=== Records to use ===
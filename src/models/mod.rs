//! Data models for the book catalog

pub mod association;
pub mod author;
pub mod book;
pub mod book_author_editor;
pub mod book_category;
pub mod book_publisher;
pub mod category;
pub mod editor;
pub mod publisher;
pub mod translator;
pub mod validation;

// Re-export commonly used types
pub use association::CompositeKey;
pub use author::{Author, AuthorResponse, AuthorSummary};
pub use book::{Book, BookResponse, BookSummary};
pub use book_author_editor::{BookAuthorEditorId, BookAuthorEditorResponse};
pub use book_category::{BookCategoryId, BookCategoryResponse};
pub use book_publisher::{BookPublisherId, BookPublisherResponse};
pub use category::{Category, CategorySummary};
pub use editor::{Editor, EditorResponse, EditorSummary};
pub use publisher::{Publisher, PublisherResponse, PublisherSummary};
pub use translator::{Translator, TranslatorResponse, TranslatorSummary};
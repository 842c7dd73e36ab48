//! Authors repository

use sqlx::{Pool, Postgres};

use crate::{
    error::AppResult,
    models::author::{Author, CreateAuthor},
};

#[derive(Clone)]
pub struct AuthorsRepository {
    pool: Pool<Postgres>,
}

impl AuthorsRepository {
    pub fn new(pool: Pool<Postgres>) -> Self {
        Self { pool }
    }

    /// List all authors
    pub async fn find_all(&self) -> AppResult<Vec<Author>> {
        let rows = sqlx::query_as::<_, Author>("SELECT * FROM authors ORDER BY id")
            .fetch_all(&self.pool)
            .await?;
        Ok(rows)
    }

    /// Get author by ID
    pub async fn find_by_id(&self, id: i32) -> AppResult<Option<Author>> {
        let row = sqlx::query_as::<_, Author>("SELECT * FROM authors WHERE id = $1")
            .bind(id)
            .fetch_optional(&self.pool)
            .await?;
        Ok(row)
    }

    /// Create an author from a validated request
    pub async fn create(&self, data: &CreateAuthor) -> AppResult<Author> {
        let row = sqlx::query_as::<_, Author>(
            r#"
            INSERT INTO authors (first_name, last_name, debut_date)
            VALUES ($1, $2, $3)
            RETURNING *
            "#,
        )
        .bind(&data.first_name)
        .bind(&data.last_name)
        .bind(data.debut_date)
        .fetch_one(&self.pool)
        .await?;
        Ok(row)
    }

    /// Persist every column of an already merged author; `None` if the row is gone
    pub async fn update(&self, author: &Author) -> AppResult<Option<Author>> {
        let row = sqlx::query_as::<_, Author>(
            r#"
            UPDATE authors SET first_name = $1, last_name = $2, debut_date = $3
            WHERE id = $4
            RETURNING *
            "#,
        )
        .bind(&author.first_name)
        .bind(&author.last_name)
        .bind(author.debut_date)
        .bind(author.id)
        .fetch_optional(&self.pool)
        .await?;
        Ok(row)
    }

    /// Delete an author; absent ids are ignored
    pub async fn delete_by_id(&self, id: i32) -> AppResult<u64> {
        let result = sqlx::query("DELETE FROM authors WHERE id = $1")
            .bind(id)
            .execute(&self.pool)
            .await?;
        Ok(result.rows_affected())
    }
}
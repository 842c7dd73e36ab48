//! Editors repository

use sqlx::{Pool, Postgres};

use crate::{
    error::AppResult,
    models::editor::{CreateEditor, Editor},
};

#[derive(Clone)]
pub struct EditorsRepository {
    pool: Pool<Postgres>,
}

impl EditorsRepository {
    pub fn new(pool: Pool<Postgres>) -> Self {
        Self { pool }
    }

    pub async fn find_all(&self) -> AppResult<Vec<Editor>> {
        let rows = sqlx::query_as::<_, Editor>("SELECT * FROM editors ORDER BY id")
            .fetch_all(&self.pool)
            .await?;
        Ok(rows)
    }

    pub async fn find_by_id(&self, id: i32) -> AppResult<Option<Editor>> {
        let row = sqlx::query_as::<_, Editor>("SELECT * FROM editors WHERE id = $1")
            .bind(id)
            .fetch_optional(&self.pool)
            .await?;
        Ok(row)
    }

    pub async fn create(&self, data: &CreateEditor) -> AppResult<Editor> {
        let row = sqlx::query_as::<_, Editor>(
            "INSERT INTO editors (first_name, last_name, debut_date) VALUES ($1, $2, $3) RETURNING *",
        )
        .bind(&data.first_name)
        .bind(&data.last_name)
        .bind(data.debut_date)
        .fetch_one(&self.pool)
        .await?;
        Ok(row)
    }

    pub async fn update(&self, editor: &Editor) -> AppResult<Option<Editor>> {
        let row = sqlx::query_as::<_, Editor>(
            r#"
            UPDATE editors SET first_name = $1, last_name = $2, debut_date = $3
            WHERE id = $4
            RETURNING *
            "#,
        )
        .bind(&editor.first_name)
        .bind(&editor.last_name)
        .bind(editor.debut_date)
        .bind(editor.id)
        .fetch_optional(&self.pool)
        .await?;
        Ok(row)
    }

    pub async fn delete_by_id(&self, id: i32) -> AppResult<u64> {
        let result = sqlx::query("DELETE FROM editors WHERE id = $1")
            .bind(id)
            .execute(&self.pool)
            .await?;
        Ok(result.rows_affected())
    }
}
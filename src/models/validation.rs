//! Field validators shared by request payloads

use chrono::{NaiveDate, Utc};
use validator::{Validate, ValidationError, ValidationErrors};

use crate::error::AppError;

/// Declared field order of a request payload.
///
/// `validator` collects failures in a map, so the payload lists its fields
/// to make "first failing field" deterministic.
pub trait FieldOrder {
    const FIELDS: &'static [&'static str];
}

/// Rejects strings that are empty or whitespace only
pub fn not_blank(value: &str) -> Result<(), ValidationError> {
    if value.trim().is_empty() {
        return Err(ValidationError::new("blank"));
    }
    Ok(())
}

/// Rejects dates after today (UTC)
pub fn not_in_future(value: &NaiveDate) -> Result<(), ValidationError> {
    if *value > Utc::now().date_naive() {
        return Err(ValidationError::new("past_or_present"));
    }
    Ok(())
}

/// Message of the first failing field, in declaration order
pub fn first_message<T: FieldOrder>(errors: &ValidationErrors) -> String {
    let field_errors = errors.field_errors();

    T::FIELDS
        .iter()
        .filter_map(|field| field_errors.get(*field))
        .chain(field_errors.values())
        .flat_map(|errs| errs.iter())
        .find_map(|err| err.message.as_ref().map(|m| m.to_string()))
        .unwrap_or_else(|| "Invalid request data".to_string())
}

/// Validate a payload, reducing failures to a single message
pub fn validate_payload<T: Validate + FieldOrder>(payload: &T) -> Result<(), String> {
    payload.validate().map_err(|errors| first_message::<T>(&errors))
}

/// Unwrap a field that validation declares required
pub fn required<T>(value: Option<T>, field: &str) -> Result<T, AppError> {
    value.ok_or_else(|| AppError::Validation(format!("{} is required", field)))
}
//! Book Catalog Server
//!
//! REST API server for a library catalog.

use std::net::SocketAddr;
use std::sync::Arc;

use anyhow::Context;
use sqlx::postgres::PgPoolOptions;
use tracing_subscriber::{layer::SubscriberExt, util::SubscriberInitExt};

use book_catalog::{api, config::AppConfig, repository::Repository, services::Services, AppState};

#[tokio::main]
async fn main() -> anyhow::Result<()> {
    // Load environment variables from .env file
    dotenvy::dotenv().ok();

    let config = AppConfig::load().context("Failed to load configuration")?;

    init_tracing(&config);

    tracing::info!("Starting Book Catalog v{}", env!("CARGO_PKG_VERSION"));

    // Create database connection pool
    let pool = PgPoolOptions::new()
        .max_connections(config.database.max_connections)
        .min_connections(config.database.min_connections)
        .connect(&config.database.url)
        .await
        .context("Failed to connect to database")?;

    tracing::info!("Connected to database");

    sqlx::migrate!("./migrations")
        .run(&pool)
        .await
        .context("Failed to run database migrations")?;

    tracing::info!("Database migrations completed");

    let addr = SocketAddr::new(
        config.server.host.parse().context("Invalid host address")?,
        config.server.port,
    );

    let repository = Repository::new(pool);
    let services = Services::new(repository);

    let state = AppState {
        services: Arc::new(services),
    };

    let app = api::router(state);

    tracing::info!("Server listening on http://{}", addr);

    let listener = tokio::net::TcpListener::bind(addr).await?;
    axum::serve(listener, app).await?;

    Ok(())
}

/// Install the global subscriber; `RUST_LOG` wins over the configured level
fn init_tracing(config: &AppConfig) {
    let filter = tracing_subscriber::EnvFilter::try_from_default_env()
        .unwrap_or_else(|_| config.default_log_filter().into());

    let registry = tracing_subscriber::registry().with(filter);
    if config.logging.format == "json" {
        registry.with(tracing_subscriber::fmt::layer().json()).init();
    } else {
        registry.with(tracing_subscriber::fmt::layer()).init();
    }
}
//! Translator endpoints

use axum::{extract::State, http::StatusCode, Json};

use crate::{
    error::AppResult,
    models::{
        translator::{CreateTranslator, TranslatorSummary, UpdateTranslator},
        BookSummary,
    },
    AppState,
};

use super::{PathParams, ValidatedJson};

/// List all translators
#[utoipa::path(
    get,
    path = "/translators",
    tag = "translators",
    responses(
        (status = 200, description = "Translator list", body = Vec<TranslatorSummary>)
    )
)]
pub async fn list_translators(State(state): State<AppState>) -> AppResult<Json<Vec<TranslatorSummary>>> {
    Ok(Json(state.services.translators.find_all().await?))
}

/// List the books of a translator
#[utoipa::path(
    get,
    path = "/translators/books/{id}",
    tag = "translators",
    params(("id" = i32, Path, description = "Translator ID")),
    responses(
        (status = 200, description = "Books by translator", body = Vec<BookSummary>),
        (status = 404, description = "Translator not found", body = crate::error::ErrorResponse)
    )
)]
pub async fn list_books_by_translator(
    State(state): State<AppState>,
    PathParams(id): PathParams<i32>,
) -> AppResult<Json<Vec<BookSummary>>> {
    let books = state.services.translators.find_all_books_by_translator_id(id).await?;
    Ok(Json(books))
}

/// Get translator by ID
#[utoipa::path(
    get,
    path = "/translators/{id}",
    tag = "translators",
    params(("id" = i32, Path, description = "Translator ID")),
    responses(
        (status = 200, description = "Translator details", body = TranslatorSummary),
        (status = 404, description = "Translator not found", body = crate::error::ErrorResponse)
    )
)]
pub async fn get_translator(
    State(state): State<AppState>,
    PathParams(id): PathParams<i32>,
) -> AppResult<Json<TranslatorSummary>> {
    Ok(Json(state.services.translators.find_by_id(id).await?))
}

/// Create a translator
#[utoipa::path(
    post,
    path = "/translators",
    tag = "translators",
    request_body = CreateTranslator,
    responses(
        (status = 201, description = "Translator created", body = TranslatorSummary),
        (status = 400, description = "Invalid translator data", body = crate::error::ErrorResponse)
    )
)]
pub async fn create_translator(
    State(state): State<AppState>,
    ValidatedJson(data): ValidatedJson<CreateTranslator>,
) -> AppResult<(StatusCode, Json<TranslatorSummary>)> {
    let translator = state.services.translators.create(&data).await?;
    Ok((StatusCode::CREATED, Json(translator)))
}

/// Update a translator
#[utoipa::path(
    put,
    path = "/translators/{id}",
    tag = "translators",
    params(("id" = i32, Path, description = "Translator ID")),
    request_body = UpdateTranslator,
    responses(
        (status = 200, description = "Translator updated", body = TranslatorSummary),
        (status = 404, description = "Translator not found", body = crate::error::ErrorResponse)
    )
)]
pub async fn update_translator(
    State(state): State<AppState>,
    PathParams(id): PathParams<i32>,
    ValidatedJson(data): ValidatedJson<UpdateTranslator>,
) -> AppResult<Json<TranslatorSummary>> {
    Ok(Json(state.services.translators.update(id, data).await?))
}

/// Delete a translator (their books are kept, untranslated)
#[utoipa::path(
    delete,
    path = "/translators/{id}",
    tag = "translators",
    params(("id" = i32, Path, description = "Translator ID")),
    responses(
        (status = 204, description = "Translator deleted")
    )
)]
pub async fn delete_translator(
    State(state): State<AppState>,
    PathParams(id): PathParams<i32>,
) -> AppResult<StatusCode> {
    state.services.translators.delete(id).await?;
    Ok(StatusCode::NO_CONTENT)
}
===
## Exercise aim
Look over the material and return every line where the word "Invalid" is found.

## Written solution
        .unwrap_or_else(|| "Invalid request data".to_string())
        config.server.host.parse().context("Invalid host address")?,
        (status = 400, description = "Invalid translator data", body = crate::error::ErrorResponse)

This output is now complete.